Below are records; count the lines among them that include the string "size", and state only the number.

● Exercise material:
◆ ◆ ◆
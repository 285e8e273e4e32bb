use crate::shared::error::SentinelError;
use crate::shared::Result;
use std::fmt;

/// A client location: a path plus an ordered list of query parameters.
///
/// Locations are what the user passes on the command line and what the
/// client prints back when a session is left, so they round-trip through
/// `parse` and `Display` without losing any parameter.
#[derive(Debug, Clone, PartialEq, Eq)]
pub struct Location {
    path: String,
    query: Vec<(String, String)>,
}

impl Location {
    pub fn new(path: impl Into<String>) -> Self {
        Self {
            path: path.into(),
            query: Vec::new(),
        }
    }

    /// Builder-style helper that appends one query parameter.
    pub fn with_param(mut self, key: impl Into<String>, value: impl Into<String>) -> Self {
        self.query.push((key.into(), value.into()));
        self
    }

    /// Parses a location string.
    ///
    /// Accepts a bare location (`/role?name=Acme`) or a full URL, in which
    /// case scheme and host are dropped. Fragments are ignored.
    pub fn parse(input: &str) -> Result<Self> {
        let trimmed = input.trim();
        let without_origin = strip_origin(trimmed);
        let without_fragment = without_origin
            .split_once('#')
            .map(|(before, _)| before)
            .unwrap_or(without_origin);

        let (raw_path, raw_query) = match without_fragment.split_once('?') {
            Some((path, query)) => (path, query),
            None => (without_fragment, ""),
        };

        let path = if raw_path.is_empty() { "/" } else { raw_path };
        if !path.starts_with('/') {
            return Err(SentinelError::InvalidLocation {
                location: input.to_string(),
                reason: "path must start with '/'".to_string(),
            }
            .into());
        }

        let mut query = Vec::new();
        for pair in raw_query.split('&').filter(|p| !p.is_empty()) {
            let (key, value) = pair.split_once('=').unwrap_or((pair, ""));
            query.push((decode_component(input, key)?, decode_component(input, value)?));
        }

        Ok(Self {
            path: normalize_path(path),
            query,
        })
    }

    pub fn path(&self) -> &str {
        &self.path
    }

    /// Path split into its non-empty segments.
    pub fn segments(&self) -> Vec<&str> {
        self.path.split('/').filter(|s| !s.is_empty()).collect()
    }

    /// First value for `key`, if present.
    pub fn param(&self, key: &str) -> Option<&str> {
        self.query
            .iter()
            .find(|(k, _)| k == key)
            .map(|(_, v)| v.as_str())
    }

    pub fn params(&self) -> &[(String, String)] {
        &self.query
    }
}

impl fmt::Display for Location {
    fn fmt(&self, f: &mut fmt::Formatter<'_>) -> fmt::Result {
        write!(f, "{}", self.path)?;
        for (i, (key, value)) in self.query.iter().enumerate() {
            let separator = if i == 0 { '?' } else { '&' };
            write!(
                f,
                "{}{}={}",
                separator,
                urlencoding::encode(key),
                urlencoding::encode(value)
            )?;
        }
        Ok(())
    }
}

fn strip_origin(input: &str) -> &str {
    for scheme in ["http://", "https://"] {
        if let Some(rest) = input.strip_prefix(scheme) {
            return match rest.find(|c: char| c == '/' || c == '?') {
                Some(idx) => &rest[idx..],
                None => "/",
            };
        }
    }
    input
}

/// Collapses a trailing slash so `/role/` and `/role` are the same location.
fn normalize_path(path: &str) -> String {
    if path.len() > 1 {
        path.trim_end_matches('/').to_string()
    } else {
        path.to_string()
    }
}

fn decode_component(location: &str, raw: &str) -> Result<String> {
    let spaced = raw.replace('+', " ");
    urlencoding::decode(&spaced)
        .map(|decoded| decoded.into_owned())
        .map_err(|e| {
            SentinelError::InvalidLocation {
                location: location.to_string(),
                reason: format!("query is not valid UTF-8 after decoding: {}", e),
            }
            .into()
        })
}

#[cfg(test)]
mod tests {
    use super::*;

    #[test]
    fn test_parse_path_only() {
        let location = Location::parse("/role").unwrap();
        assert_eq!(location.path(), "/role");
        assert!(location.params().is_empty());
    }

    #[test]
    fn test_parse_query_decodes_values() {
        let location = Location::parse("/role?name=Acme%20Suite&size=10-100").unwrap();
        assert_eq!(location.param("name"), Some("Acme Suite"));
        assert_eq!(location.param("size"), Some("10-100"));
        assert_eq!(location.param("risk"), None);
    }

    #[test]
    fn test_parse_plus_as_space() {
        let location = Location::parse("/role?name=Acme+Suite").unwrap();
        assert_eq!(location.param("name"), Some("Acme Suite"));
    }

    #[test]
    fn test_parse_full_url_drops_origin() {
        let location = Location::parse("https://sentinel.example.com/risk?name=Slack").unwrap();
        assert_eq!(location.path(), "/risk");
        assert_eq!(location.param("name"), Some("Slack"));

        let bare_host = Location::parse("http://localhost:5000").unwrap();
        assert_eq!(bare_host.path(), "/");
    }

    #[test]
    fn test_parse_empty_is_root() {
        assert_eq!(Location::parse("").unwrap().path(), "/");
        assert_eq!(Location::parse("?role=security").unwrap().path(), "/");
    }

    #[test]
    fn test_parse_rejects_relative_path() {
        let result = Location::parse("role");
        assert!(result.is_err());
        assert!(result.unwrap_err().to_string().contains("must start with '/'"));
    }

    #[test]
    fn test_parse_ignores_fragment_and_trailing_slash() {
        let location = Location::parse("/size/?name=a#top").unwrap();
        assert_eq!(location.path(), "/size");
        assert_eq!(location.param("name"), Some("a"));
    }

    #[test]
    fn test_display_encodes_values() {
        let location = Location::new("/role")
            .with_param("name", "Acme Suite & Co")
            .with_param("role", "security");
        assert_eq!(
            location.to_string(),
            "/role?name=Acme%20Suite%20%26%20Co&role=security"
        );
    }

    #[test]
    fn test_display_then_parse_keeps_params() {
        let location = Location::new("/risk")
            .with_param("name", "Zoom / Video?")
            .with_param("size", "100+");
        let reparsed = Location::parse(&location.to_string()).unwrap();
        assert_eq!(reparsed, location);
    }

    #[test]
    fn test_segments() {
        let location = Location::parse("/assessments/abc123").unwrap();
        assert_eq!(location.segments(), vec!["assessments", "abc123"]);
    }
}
◆ ◆ ◆
● Your response:
5